L’exploitation et les atteintes aux droits des travailleurs migrants saisonniers dans les serres d’Almería sont ainsi étroitement liées à la question plus large du modèle de l’agriculture industrielle et de ses conséquences, à la fois dans les régions de destination et de départ des travailleurs migrants. En lien avec la Confédération Paysanne et le SOC-SAT (Sindicato de Obreros del Campo – Sindicato Andaluz de Trabajadores), et dans le cadre du programme « agriculture paysanne et travailleurs migrants saisonniers » de la Via Campesina, je chercherai à documenter les conditions de travail des migrants saisonniers et à participer aux luttes pour la défense de leurs droits.
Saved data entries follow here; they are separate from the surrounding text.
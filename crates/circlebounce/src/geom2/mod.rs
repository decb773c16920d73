//! 2D geometry core: vector arithmetic and the circle bounce.
//!
//! Purpose
//! - Provide the pure numeric kernel: given a ray and a circle, the near-side
//!   hit point and the outgoing direction.
//! - Keep it side-effect free and allocation free; drivers (`chain`, `sweep`)
//!   compose it.
//!
//! Code cross-refs: `vec`, `Circle`, `Ray`, `Bounce`, `Miss`, `solve`

mod bounce;
mod types;
pub mod vec;

pub use bounce::{intersect, intersect_or_undefined, solve};
pub use types::{Bounce, Circle, Miss, Ray};
//! End-to-end scenarios on the simulated board

#[cfg(test)]
mod tests {
    use counter_core::test_utils::{Bench, Stimulus};
    use counter_core::*;
    use rstest::rstest;

    fn serviced(debounce: DebounceVerdict) -> TickOutcome {
        TickOutcome::Serviced {
            debounce,
            rolled_over: false,
        }
    }

    #[test]
    fn bring_up_leaves_board_live() {
        let bench = Bench::new(CounterConfig::default());

        assert_eq!(bench.shown(), Some(0));
        assert!(bench.buttons_armed());
        assert!(bench.peripherals.timer.is_running());
        assert_eq!(bench.peripherals.timer.load(), Some(DEFAULT_TIMER_LOAD));
        assert!(bench.intc.is_source_enabled(IrqSource::Buttons));
        assert!(bench.intc.is_source_enabled(IrqSource::Timer));
        assert!(bench.intc.is_global_enabled());
        assert_eq!(bench.state().threshold(), DEFAULT_THRESHOLD);
    }

    #[test]
    fn tick_period_is_an_embassy_duration() {
        let period: embassy_time::Duration = CounterConfig::default().tick_period(100_000_000).unwrap();

        assert_eq!(period, embassy_time::Duration::from_micros(191_739));
        assert_eq!((period * 24).as_millis(), 4_601);
    }

    #[test]
    fn twenty_four_ticks_advance_display_once() {
        let mut bench = Bench::new(CounterConfig::default());

        assert_eq!(bench.ticks(23), 0);
        assert_eq!(bench.shown(), Some(0));
        assert_eq!(bench.ticks(1), 1);
        assert_eq!(bench.state().display_count(), 1);
        assert_eq!(bench.state().tick_count(), 0);
        assert_eq!(bench.shown(), Some(1));
    }

    #[rstest]
    #[case(1, 8)]
    #[case(3, 24)]
    #[case(5, 40)]
    #[case(7, 56)]
    fn rollover_period_follows_threshold(#[case] threshold: u32, #[case] period: u32) {
        let config = CounterConfig::new(threshold, MAX_THRESHOLD, SCALE_FACTOR).unwrap();
        let mut bench = Bench::new(config);

        assert_eq!(bench.ticks(period - 1), 0);
        assert_eq!(bench.ticks(1), 1);
        assert_eq!(bench.ticks(period * 3), 3);
        assert_eq!(bench.state().display_count(), 4);
    }

    #[test]
    fn display_wraps_at_sixteen() {
        let mut bench = Bench::new(CounterConfig::default());
        bench.ticks(24 * 15);
        assert_eq!(bench.state().display_count(), 15);

        bench.ticks(24);
        assert_eq!(bench.state().display_count(), 0);
        assert_eq!(bench.shown(), Some(0));
    }

    #[rstest]
    #[case(0b0100, 4)]
    #[case(0b1000, 8)]
    #[case(0b1100, 12)]
    #[case(0b0110, 6)]
    fn plain_press_adds_raw_value(#[case] raw: u32, #[case] expected: u32) {
        let mut bench = Bench::new(CounterConfig::default());

        assert_eq!(bench.press(raw), Some(EdgeOutcome::Applied { display: expected }));
        assert_eq!(bench.shown(), Some(expected));
        assert!(bench.buttons_armed());
    }

    #[test]
    fn sum_of_presses_wraps() {
        let mut bench = Bench::new(CounterConfig::default());
        bench.press(0b1000);
        bench.release();

        assert_eq!(bench.press(0b1100), Some(EdgeOutcome::Applied { display: 4 }));
    }

    #[test]
    fn release_edge_adds_nothing() {
        let mut bench = Bench::new(CounterConfig::default());
        bench.press(0b0100);

        assert_eq!(bench.release(), Some(EdgeOutcome::Applied { display: 4 }));
        assert_eq!(bench.state().last_input(), 0);
    }

    #[test]
    fn reset_button_clears_display() {
        let mut bench = Bench::new(CounterConfig::default());
        bench.press(0b1000);
        bench.release();
        bench.ticks(24);
        assert_eq!(bench.state().display_count(), 9);

        assert_eq!(bench.press(RESET_BUTTON), Some(EdgeOutcome::Applied { display: 0 }));
        assert_eq!(bench.shown(), Some(0));
        assert!(bench.buttons_armed());
    }

    #[test]
    fn reset_button_can_be_unassigned() {
        let config = CounterConfig {
            reset_button: None,
            ..CounterConfig::default()
        };
        let mut bench = Bench::new(config);

        assert_eq!(bench.press(RESET_BUTTON), Some(EdgeOutcome::Applied { display: 1 }));
    }

    #[test]
    fn increment_button_adds_while_disabled() {
        let mut bench = Bench::new(CounterConfig::default());

        assert_eq!(bench.press(INCREMENT_BUTTON), Some(EdgeOutcome::Applied { display: 2 }));
        assert_eq!(bench.state().threshold(), DEFAULT_THRESHOLD);
        assert!(!bench.state().debounce().is_debouncing());
    }

    #[test]
    fn held_increment_raises_threshold() {
        let mut bench = Bench::with_increment_enabled();

        assert_eq!(bench.press(INCREMENT_BUTTON), Some(EdgeOutcome::Debouncing));
        assert!(!bench.buttons_armed());

        assert_eq!(bench.tick(), serviced(DebounceVerdict::Pending));
        assert_eq!(bench.tick(), serviced(DebounceVerdict::Confirmed));
        assert_eq!(bench.state().threshold(), DEFAULT_THRESHOLD + 1);
        assert!(bench.buttons_armed());
        assert_eq!(bench.shown(), Some(0));
    }

    #[test]
    fn raised_threshold_slows_rollover() {
        let mut bench = Bench::new(CounterConfig::default());
        bench.run(&[
            Stimulus::Switches(SWITCH_ENABLE_INCREMENT),
            Stimulus::Press(INCREMENT_BUTTON),
            Stimulus::Ticks(2),
            Stimulus::Release,
        ]);
        assert_eq!(bench.state().threshold(), 4);
        assert_eq!(bench.ticks_until_rollover(), Some(30));
    }

    #[test]
    fn transient_increment_press_is_rejected() {
        let mut bench = Bench::with_increment_enabled();
        bench.press(INCREMENT_BUTTON);

        // Release lands while the edge interrupt is masked
        assert_eq!(bench.release(), None);
        assert_eq!(bench.masked_edges(), 1);

        assert_eq!(bench.tick(), serviced(DebounceVerdict::Pending));
        assert_eq!(bench.tick(), serviced(DebounceVerdict::Cancelled));
        assert_eq!(bench.state().threshold(), DEFAULT_THRESHOLD);
        assert!(bench.buttons_armed());
    }

    #[test]
    fn increment_caps_at_max_then_adds() {
        let mut bench = Bench::with_increment_enabled();
        for expected in DEFAULT_THRESHOLD + 1..=MAX_THRESHOLD {
            assert_eq!(bench.press(INCREMENT_BUTTON), Some(EdgeOutcome::Debouncing));
            bench.ticks(2);
            bench.release();
            assert_eq!(bench.state().threshold(), expected);
        }

        assert_eq!(bench.press(INCREMENT_BUTTON), Some(EdgeOutcome::Applied { display: 2 }));
        assert_eq!(bench.state().threshold(), MAX_THRESHOLD);
    }

    #[test]
    fn clearing_increment_flag_cancels_debounce() {
        let mut bench = Bench::with_increment_enabled();
        bench.press(INCREMENT_BUTTON);

        let update = bench.set_switches(0);
        assert_eq!(update.increment, Some(false));
        assert!(!update.enable_buttons);

        assert_eq!(bench.tick(), serviced(DebounceVerdict::Cancelled));
        assert_eq!(bench.state().threshold(), DEFAULT_THRESHOLD);
        assert!(bench.buttons_armed());
    }

    #[test]
    fn retain_policy_waits_out_a_bounce() {
        let config = CounterConfig {
            release_policy: ReleasePolicy::Retain,
            ..CounterConfig::default()
        };
        let mut bench = Bench::new(config);
        bench.set_switches(SWITCH_ENABLE_INCREMENT);
        bench.press(INCREMENT_BUTTON);
        bench.release();

        assert_eq!(bench.tick(), serviced(DebounceVerdict::Pending));
        assert_eq!(bench.tick(), serviced(DebounceVerdict::Pending));
        assert!(bench.state().debounce().is_debouncing());

        assert_eq!(bench.press(INCREMENT_BUTTON), None);
        assert_eq!(bench.tick(), serviced(DebounceVerdict::Confirmed));
        assert_eq!(bench.state().threshold(), DEFAULT_THRESHOLD + 1);
        assert_eq!(bench.masked_edges(), 2);
    }

    #[test]
    fn spurious_edge_leaves_source_masked() {
        let mut bench = Bench::new(CounterConfig::default());
        let writes = bench.peripherals.display.writes().len();
        let before = *bench.state();

        assert_eq!(bench.spurious_edge(), EdgeOutcome::Spurious);
        assert_eq!(*bench.state(), before);
        assert_eq!(bench.peripherals.display.writes().len(), writes);
        assert!(!bench.buttons_armed());

        bench.ticks(3);
        assert!(!bench.buttons_armed());
    }

    #[test]
    fn disable_switch_resets_and_masks() {
        let mut bench = Bench::with_increment_enabled();
        bench.press(INCREMENT_BUTTON);
        bench.ticks(2);
        bench.release();
        bench.press(0b0100);
        assert_eq!(bench.state().threshold(), 4);
        assert_eq!(bench.state().display_count(), 4);

        let update = bench.set_switches(SWITCH_DISABLE_BUTTONS);
        assert!(update.disable_and_reset);
        assert_eq!(bench.state().threshold(), DEFAULT_THRESHOLD);
        assert_eq!(bench.state().display_count(), 0);
        assert_eq!(bench.shown(), Some(0));
        assert!(!bench.buttons_armed());
        assert!(!bench.flags.buttons_enabled());
        assert!(!bench.flags.increment_enabled());
    }

    #[test]
    fn disable_switch_is_idempotent() {
        let mut bench = Bench::new(CounterConfig::default());
        bench.press(0b0100);
        bench.set_switches(SWITCH_DISABLE_BUTTONS);
        let writes = bench.peripherals.display.writes().len();
        let state = *bench.state();

        for _ in 0..5 {
            let update = bench.poll_mode();
            assert!(!update.changed);
            assert!(update.disable_and_reset);
        }
        assert_eq!(*bench.state(), state);
        assert_eq!(bench.peripherals.display.writes().len(), writes);
    }

    #[test]
    fn disable_switch_cancels_debounce() {
        let mut bench = Bench::with_increment_enabled();
        bench.press(INCREMENT_BUTTON);
        bench.set_switches(SWITCH_DISABLE_BUTTONS | SWITCH_ENABLE_INCREMENT);

        assert!(!bench.state().debounce().is_debouncing());
        assert_eq!(bench.tick(), serviced(DebounceVerdict::Idle));
        assert!(!bench.buttons_armed());
    }

    #[test]
    fn presses_ignored_until_disable_switch_released() {
        let mut bench = Bench::new(CounterConfig::default());
        bench.set_switches(SWITCH_DISABLE_BUTTONS);

        assert_eq!(bench.press(0b0100), None);
        assert_eq!(bench.state().display_count(), 0);

        let update = bench.set_switches(0);
        assert!(update.enable_buttons);
        assert!(bench.buttons_armed());
        assert!(bench.flags.buttons_enabled());

        assert_eq!(bench.press(0b1000), Some(EdgeOutcome::Applied { display: 8 }));
    }

    #[test]
    fn ticks_keep_running_while_buttons_disabled() {
        let mut bench = Bench::new(CounterConfig::default());
        bench.set_switches(SWITCH_DISABLE_BUTTONS);

        assert_eq!(bench.ticks(48), 2);
        assert_eq!(bench.shown(), Some(2));
    }

    #[test]
    fn partial_increment_mask_leaves_flag_unchanged() {
        let config = CounterConfig {
            enable_increment_switch: 0b0110,
            ..CounterConfig::default()
        };
        let mut bench = Bench::new(config);
        bench.set_switches(0b0110);
        assert!(bench.flags.increment_enabled());

        let update = bench.set_switches(0b0100);
        assert_eq!(update.increment, None);
        assert!(bench.flags.increment_enabled());

        bench.set_switches(0);
        assert!(!bench.flags.increment_enabled());
    }
}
Brefs éléments de contexte.
L’industrialisation de l’agriculture en Europe
À la suite de la Seconde Guerre mondiale, les États européens développent un modèle d’agriculture industrielle (dite “conventionnelle“), orienté vers la compétitivité, l’intensification productive (mécanisation, intrants de synthèse et monoculture), et la création de bassins de production spécialisés à l’échelle du continent. L’agriculture devient ainsi un secteur industriel, commercial et extractiviste
Ainsi, dès 1962, la PAC se donne pour but de “moderniser“ l’agriculture et d’assurer un “emploi optimal des facteurs de production“ au niveau du continent. De nombreux instruments et subventions ont donc promu l’intensification et la standardisation de la production et de la distribution des produits agricoles en Europe, afin d’inscrire l’agriculture du continent sur les marchés mondiaux. Malgré quelques efforts pour le développement rural, l’écoconditionnalité et le “verdissement“, la PAC (aujourd’hui encore le premier poste de dépense de l’UE) reste une politique néolibérale majoritairement néfaste pour l’agriculture paysanne et la souveraineté alimentaire des territoires.
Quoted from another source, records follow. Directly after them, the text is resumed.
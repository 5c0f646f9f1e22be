//! Application wiring: shared controller, interrupt entry points, mode-poll loop

use core::cell::RefCell;

use counter_core::hal::{HalError, Peripherals, SwitchPort};
use counter_core::{bring_up, CounterConfig, CounterController, FeatureFlags, ModePoller};
use critical_section::Mutex;

use crate::axi_gpio::AxiGpio;
use crate::axi_timer::AxiTimer;
use crate::board;
use crate::plic::Plic;

type BoardPeripherals = Peripherals<AxiGpio, AxiGpio, AxiGpio, AxiTimer>;

/// Controller and the devices it drives
pub struct App {
    controller: CounterController,
    peripherals: BoardPeripherals,
}

/// Installed once by `start`, then touched only by the handlers and the poll loop
static APP: Mutex<RefCell<Option<App>>> = Mutex::new(RefCell::new(None));

/// Feature flags are single atomic words, read by handlers without locking
static FLAGS: FeatureFlags = FeatureFlags::new();

fn board_peripherals() -> BoardPeripherals {
    // Single call site at startup; each block gets exactly one handle
    unsafe {
        Peripherals::new(
            AxiGpio::new(board::BUTTONS_BASE, board::BUS_WIDTH).into_inputs(),
            AxiGpio::new(board::LEDS_BASE, board::BUS_WIDTH).into_outputs(),
            AxiGpio::new(board::SWITCHES_BASE, board::BUS_WIDTH).into_inputs(),
            AxiTimer::new(board::TIMER_BASE),
        )
    }
}

/// Bring up the hardware and install the controller
///
/// Hart interrupts stay disabled until the controller is installed, so neither
/// handler can observe a half-initialised system.
pub fn start(config: CounterConfig) -> Result<ModePoller, HalError> {
    let mut peripherals = board_peripherals();
    let mut plic = unsafe { Plic::new(board::PLIC_BASE) };

    bring_up(&config, &mut peripherals, &mut plic)?;
    let initial = SwitchPort::read(&mut peripherals.switches)?;

    #[cfg(feature = "defmt")]
    if let Ok(period) = config.tick_period(board::TIMER_CLOCK_HZ) {
        info!("tick period {=u64} us", period.as_micros());
    }

    critical_section::with(|cs| {
        APP.borrow(cs).replace(Some(App {
            controller: CounterController::new(config),
            peripherals,
        }));
    });

    unsafe { riscv::interrupt::enable() };
    info!("controller installed, polling . . .");
    Ok(ModePoller::new(&config, initial))
}

/// Machine external interrupt: drain the PLIC and dispatch by source
pub fn dispatch_external() {
    let mut plic = unsafe { Plic::new(board::PLIC_BASE) };
    while let Some(id) = plic.claim() {
        match id {
            board::BUTTONS_IRQ => button_interrupt(),
            board::TIMER_IRQ => timer_interrupt(),
            _ => debug!("unexpected PLIC source {=u32}", id),
        }
        plic.complete(id);
    }
}

fn button_interrupt() {
    critical_section::with(|cs| {
        if let Some(app) = APP.borrow_ref_mut(cs).as_mut() {
            if let Err(_error) = app.controller.on_button_edge(&FLAGS, &mut app.peripherals) {
                warn!("button handler failed: {}", _error);
            }
        }
    });
}

fn timer_interrupt() {
    critical_section::with(|cs| {
        if let Some(app) = APP.borrow_ref_mut(cs).as_mut() {
            if let Err(_error) = app.controller.on_timer_tick(&FLAGS, &mut app.peripherals) {
                warn!("timer handler failed: {}", _error);
            }
        }
    });
}

/// One mode-poll cycle
///
/// Interrupts are masked only for the bus read and, when the sample calls for
/// it, for `apply_mode`, so the three-field reset is atomic to both handlers.
fn poll_once(poller: &mut ModePoller) -> Result<(), HalError> {
    let sample = critical_section::with(|cs| {
        APP.borrow_ref_mut(cs)
            .as_mut()
            .map(|app| SwitchPort::read(&mut app.peripherals.switches))
    });
    let Some(switches) = sample.transpose()? else {
        return Ok(());
    };

    let update = poller.poll(switches);
    if !update.needs_apply() {
        return Ok(());
    }

    critical_section::with(|cs| match APP.borrow_ref_mut(cs).as_mut() {
        Some(app) => app.controller.apply_mode(&update, &FLAGS, &mut app.peripherals),
        None => Ok(()),
    })
}

/// Cooperative mode-select loop, preempted by both handlers
pub fn run(mut poller: ModePoller) -> ! {
    loop {
        if let Err(_error) = poll_once(&mut poller) {
            warn!("mode poll failed: {}", _error);
        }
    }
}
Par ailleurs, la création de bassins de production intensifs et spécialisés a soumis l’ensemble des régions européennes à la concurrence de ces pôles. Cela a à la fois favorisé la disparition des paysans et des systèmes de subsistance locaux dans les campagnes européennes, et entrainé des mouvements migratoires de travail agricole vers ces mêmes pôles agro-industriels. Autrement dit, comme l’illustre le cas d’Almería, l’agriculture industrielle mondialisée repose en partie sur la disponibilité d’une main d’œuvre flexible, précaire, et bon marché qu’elle a elle-même produite.
L’agriculture à Almería : un naufrage écologique et social
La production agricole dans la province d’Almeria se fait majoritairement sous serres plastiques (plus de 30 000 ha !), profitant ainsi de l’ensoleillement de la région pour construire un modèle orienté vers l’intensification et l’exportation de fruits et légumes en contre-saison (en hiver, 80% de la production est exportée vers des marchés européens). L’agriculture y reste majoritairement familiale et s’effectue sur des parcelles relativement petites. Ce modèle se présente comme durable car il permet de produire massivement à bas coût, et donc d’augmenter les revenus payés aux agriculteurs, tout en limitant – théoriquement – l’utilisation de produits phytosanitaires et en utilisant moins d’eau que l’agriculture industrielle en champs. Pourtant, ce modèle pose en réalité d’importants problèmes écologiques et sociaux.
Ainsi, le climat semi-aride de la région (fort ensoleillement et faible pluviosité) ainsi que son sol relativement pauvre posent ainsi d’importants problèmes écologiques, d’approvisionnement en eau, de pollutions, et de désertification. Le modèle du maraîchage intensif sous serres, la monoculture, et la production tout au long de l’année, font que d’importantes quantités d’engrais de synthèse, de pesticides et de fongicides sont nécessaires à la production. Enfin il faut aussi prendre en compte la quantité astronomique de plastique nécessaire aux serres (régulièrement remplacé et abandonné ou brulé aux bords des champs), et le coût énergétique du transport de la production vers les zones de consommation…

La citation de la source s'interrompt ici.